Me Guy Pratte

2018-2019

 

« Les membres de la famille Pratte manquent cruellement d’originalité ». C’est ainsi et avec un sourire en coin que Me Guy Pratte, qui recevra la Médaille du Barreau de Montréal le 6 septembre prochain, explique sa décision d’entreprendre des études de droit, en référence aux nombreux membres de sa famille, immédiate et élargie, ayant mené pour leur part de brillantes carrières d’avocats et de juges.

Pourtant, l’univers juridique dans lequel il a évolué a peu influencé son choix, son inclination naturelle allant plutôt vers la philosophie. Après des études à Brébeuf où, avoue-t-il, il aurait pu remporter le prix Nobel de paresse, le natif de Québec présente des demandes d’admission en philosophie aux Universités McGill et de Montréal.

Sur la recommandation de son père, inquiet de la nonchalance manifestée par son fils, il bifurque toutefois vers l’Université Western à London en Ontario, avant de s’inscrire à la maîtrise en philosophie à l’Université de Toronto.

C’est un cours de philosophie du droit qui, en 1978, s’avère déterminant dans la décision de Me Pratte de poursuivre des études de droit qui, espère-t-il, lui permettront d’enseigner ou d’entreprendre une carrière dans le monde des affaires.

C’était sans prévoir l’intense coup de foudre pour la plaidoirie dont il est victime. Dès lors, la pratique du litige devient une brûlante passion qui ne s’est jamais refroidie depuis son admission au Barreau de l’Ontario, en 1984. C’est d’abord chez Blakes à Toronto que Me Pratte entame sa pratique. En 1988, il se joint au cabinet Scott & Aylen d’Ottawa où des dossiers de toutes natures l’amènent à plaider devant toutes les instances judiciaires.

En 2000, lors de la création du cabinet national Borden Ladner Gervais, son implication dans certains dossiers de litige québécois – dont un recours collectif contre les compagnies de tabac – l’amène à passer ses examens pour être admis au Barreau du Québec en 2002.

Partageant son temps entre Toronto, Ottawa et Montréal, Me Pratte est à même de constater les différents modèles et valeurs qui colorent les communautés juridiques de ces deux provinces. Inspiré par le mouvement pro bono, très présent en Ontario, il lance l’idée de créer une structure semblable au Québec, idée qui recevra le soutien indéfectible et essentiel de plusieurs autres membres du Barreau.

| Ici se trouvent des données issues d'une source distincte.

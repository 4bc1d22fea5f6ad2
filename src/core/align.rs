//! Hair to back-hair alignment table
//!
//! Back-hair variants are fewer than hair variants; each declares (via
//! the ordinal in its stable name) the hair index at which it becomes
//! active. The table is built once when both lists are known and maps
//! every hair index to a back-hair index in O(1).
//!
//! Invariants: entry 0 is 0 (the back-hair default), the mapping is
//! monotonic non-decreasing, and it is total over `[0, hair_len)`.
//! Hair indices beyond the last declared threshold repeat the last
//! back-hair variant; falling back to the default there would violate
//! monotonicity.

use log::warn;

use crate::entities::variant::VariantDescriptor;
use crate::error::VisageError;

/// Precomputed hair index -> back-hair index mapping
#[derive(Debug, Clone)]
pub struct AlignmentTable {
    table: Vec<usize>,
}

impl AlignmentTable {
    /// Build the table from the back-hair variant list.
    ///
    /// Thresholds are the descriptors' declared ordinals, clamped
    /// monotonic; the first variant is always active from hair index 0.
    pub fn build(hair_len: usize, backhair: &[VariantDescriptor]) -> Result<Self, VisageError> {
        if hair_len == 0 {
            return Err(VisageError::Alignment("empty hair variant list".into()));
        }
        if backhair.is_empty() {
            return Err(VisageError::Alignment("empty back-hair variant list".into()));
        }

        let mut thresholds = Vec::with_capacity(backhair.len());
        let mut previous = 0usize;
        for (j, variant) in backhair.iter().enumerate() {
            let declared = if j == 0 {
                // The default is active from the start regardless of encoding
                0
            } else {
                match variant.ordinal {
                    Some(ordinal) => ordinal as usize,
                    None => {
                        warn!(
                            "back-hair variant '{}' declares no threshold, reusing {}",
                            variant.name, previous
                        );
                        previous
                    }
                }
            };
            if declared < previous {
                warn!(
                    "back-hair threshold {} for '{}' is below its predecessor {}",
                    declared, variant.name, previous
                );
            }
            let threshold = declared.max(previous);
            thresholds.push(threshold);
            previous = threshold;
        }

        let mut table = Vec::with_capacity(hair_len);
        let mut active = 0usize;
        for hair_index in 0..hair_len {
            while active + 1 < thresholds.len() && hair_index >= thresholds[active + 1] {
                active += 1;
            }
            table.push(active);
        }

        Ok(Self { table })
    }

    /// Back-hair index for a hair index. Total over `[0, hair_len)`.
    pub fn lookup(&self, hair_index: usize) -> usize {
        let last = self.table.len() - 1;
        self.table[hair_index.min(last)]
    }

    pub fn len(&self) -> usize {
        self.table.len()
    }

    pub fn is_empty(&self) -> bool {
        self.table.is_empty()
    }
}

#[cfg(test)]
mod tests {
    use super::*;

    fn backhair(thresholds: &[u32]) -> Vec<VariantDescriptor> {
        thresholds
            .iter()
            .map(|t| {
                VariantDescriptor::new(format!("backhair_{:04}_v.svg", t), vec![], "ada")
            })
            .collect()
    }

    #[test]
    fn hair_zero_maps_to_the_default() {
        let table = AlignmentTable::build(8, &backhair(&[0, 3, 5])).unwrap();
        assert_eq!(table.lookup(0), 0);
    }

    #[test]
    fn table_is_total_and_monotonic() {
        let table = AlignmentTable::build(10, &backhair(&[0, 2, 6])).unwrap();
        assert_eq!(table.len(), 10);
        let mut previous = 0;
        for i in 0..10 {
            let mapped = table.lookup(i);
            assert!(mapped >= previous, "non-decreasing at {}", i);
            previous = mapped;
        }
    }

    #[test]
    fn thresholds_split_the_range() {
        let table = AlignmentTable::build(8, &backhair(&[0, 3, 5])).unwrap();
        assert_eq!(
            (0..8).map(|i| table.lookup(i)).collect::<Vec<_>>(),
            vec![0, 0, 0, 1, 1, 2, 2, 2]
        );
    }

    #[test]
    fn below_first_threshold_stays_default() {
        // Hair advancing 0 -> 1 with the next variant active from 4
        let table = AlignmentTable::build(6, &backhair(&[0, 4])).unwrap();
        assert_eq!(table.lookup(1), 0);
    }

    #[test]
    fn tail_repeats_the_last_variant() {
        let table = AlignmentTable::build(12, &backhair(&[0, 2, 4])).unwrap();
        for i in 4..12 {
            assert_eq!(table.lookup(i), 2);
        }
    }

    #[test]
    fn decreasing_thresholds_are_clamped() {
        let table = AlignmentTable::build(6, &backhair(&[0, 4, 2])).unwrap();
        // Variant 2's declared threshold 2 is clamped up to 4
        assert_eq!(
            (0..6).map(|i| table.lookup(i)).collect::<Vec<_>>(),
            vec![0, 0, 0, 0, 2, 2]
        );
    }

    #[test]
    fn empty_lists_are_rejected() {
        assert!(AlignmentTable::build(0, &backhair(&[0])).is_err());
        assert!(AlignmentTable::build(5, &[]).is_err());
    }
}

Me Pratte s’investit donc avec ardeur dans son projet et rallie plusieurs collègues de grands bureaux montréalais et membres de la magistrature. Pro Bono Québec voit le jour en 2008 et depuis, ne cesse de grandir et de confirmer sa pertinence, à une époque où l’accès à la justice est plus que jamais un enjeu d’actualité. C’est pour souligner son rôle dans la création de Pro Bono Québec que le Barreau de Montréal a choisi de lui remettre sa plus haute distinction.

L’accès à la justice est une cause chère à Me Pratte, un problème social qu’il qualifie de frustrant puisqu’on en parle depuis si longtemps – l’auteur Charles Dickens en faisait état aussi loin qu’en 1850 – sans pouvoir y remédier de façon satisfaisante.

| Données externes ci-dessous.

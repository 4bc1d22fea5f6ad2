//! Per-category state: variant list, selection and part cache
//!
//! Variant lists are fixed once loaded and index-addressed with circular
//! arithmetic. The selection is mutated only by the session's navigation
//! operations.

use std::sync::Arc;

use crate::core::cache::PartStore;
use crate::entities::variant::VariantDescriptor;

#[derive(Debug)]
pub struct Category {
    name: String,
    variants: Arc<Vec<VariantDescriptor>>,
    store: Arc<PartStore>,
    selection: usize,
}

impl Category {
    pub fn new(name: impl Into<String>, variants: Vec<VariantDescriptor>, capacity: usize) -> Self {
        Self {
            name: name.into(),
            variants: Arc::new(variants),
            store: Arc::new(PartStore::new(capacity)),
            selection: 0,
        }
    }

    pub fn name(&self) -> &str {
        &self.name
    }

    pub fn len(&self) -> usize {
        self.variants.len()
    }

    pub fn is_empty(&self) -> bool {
        self.variants.is_empty()
    }

    pub fn variants(&self) -> &[VariantDescriptor] {
        &self.variants
    }

    pub fn descriptor(&self, index: usize) -> Option<&VariantDescriptor> {
        self.variants.get(index)
    }

    /// The active variant index
    pub fn selection(&self) -> usize {
        self.selection
    }

    pub(crate) fn set_selection(&mut self, index: usize) {
        self.selection = index;
    }

    pub fn store(&self) -> &Arc<PartStore> {
        &self.store
    }
}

Néanmoins, Me Pratte s’estime privilégié de travailler dans des dossiers complexes et fascinants qui lui permettent de nourrir sa passion pour la plaidoirie. Bien qu’il lui soit difficile d’identifier ses dossiers les plus marquants, la récente décision de la Cour suprême dans l’affaire Trinity Western, où il représentait le Barreau de l’Ontario, s’avère importante en droit constitutionnel et pour la défense des valeurs mises de l’avant par le Barreau. On se rappellera que l’Université chrétienne Trinity Western souhaitait ouvrir une faculté de droit excluant, entre autres, les homosexuels. Or, la Cour suprême a confirmé le droit du Barreau de l’Ontario de refuser d’accréditer ladite faculté de droit.

Me Pratte évoque également son travail dans les commissions d’enquête, celles impliquant notamment Jean Pelletier et Brian Mulroney. Au passage, il décoche quelques flèches à l’endroit de ces commissions, qui constituent à son avis des outils puissants qui doivent être maniés avec énormément de doigté, car ils sont susceptibles de ruiner des carrières et des vies.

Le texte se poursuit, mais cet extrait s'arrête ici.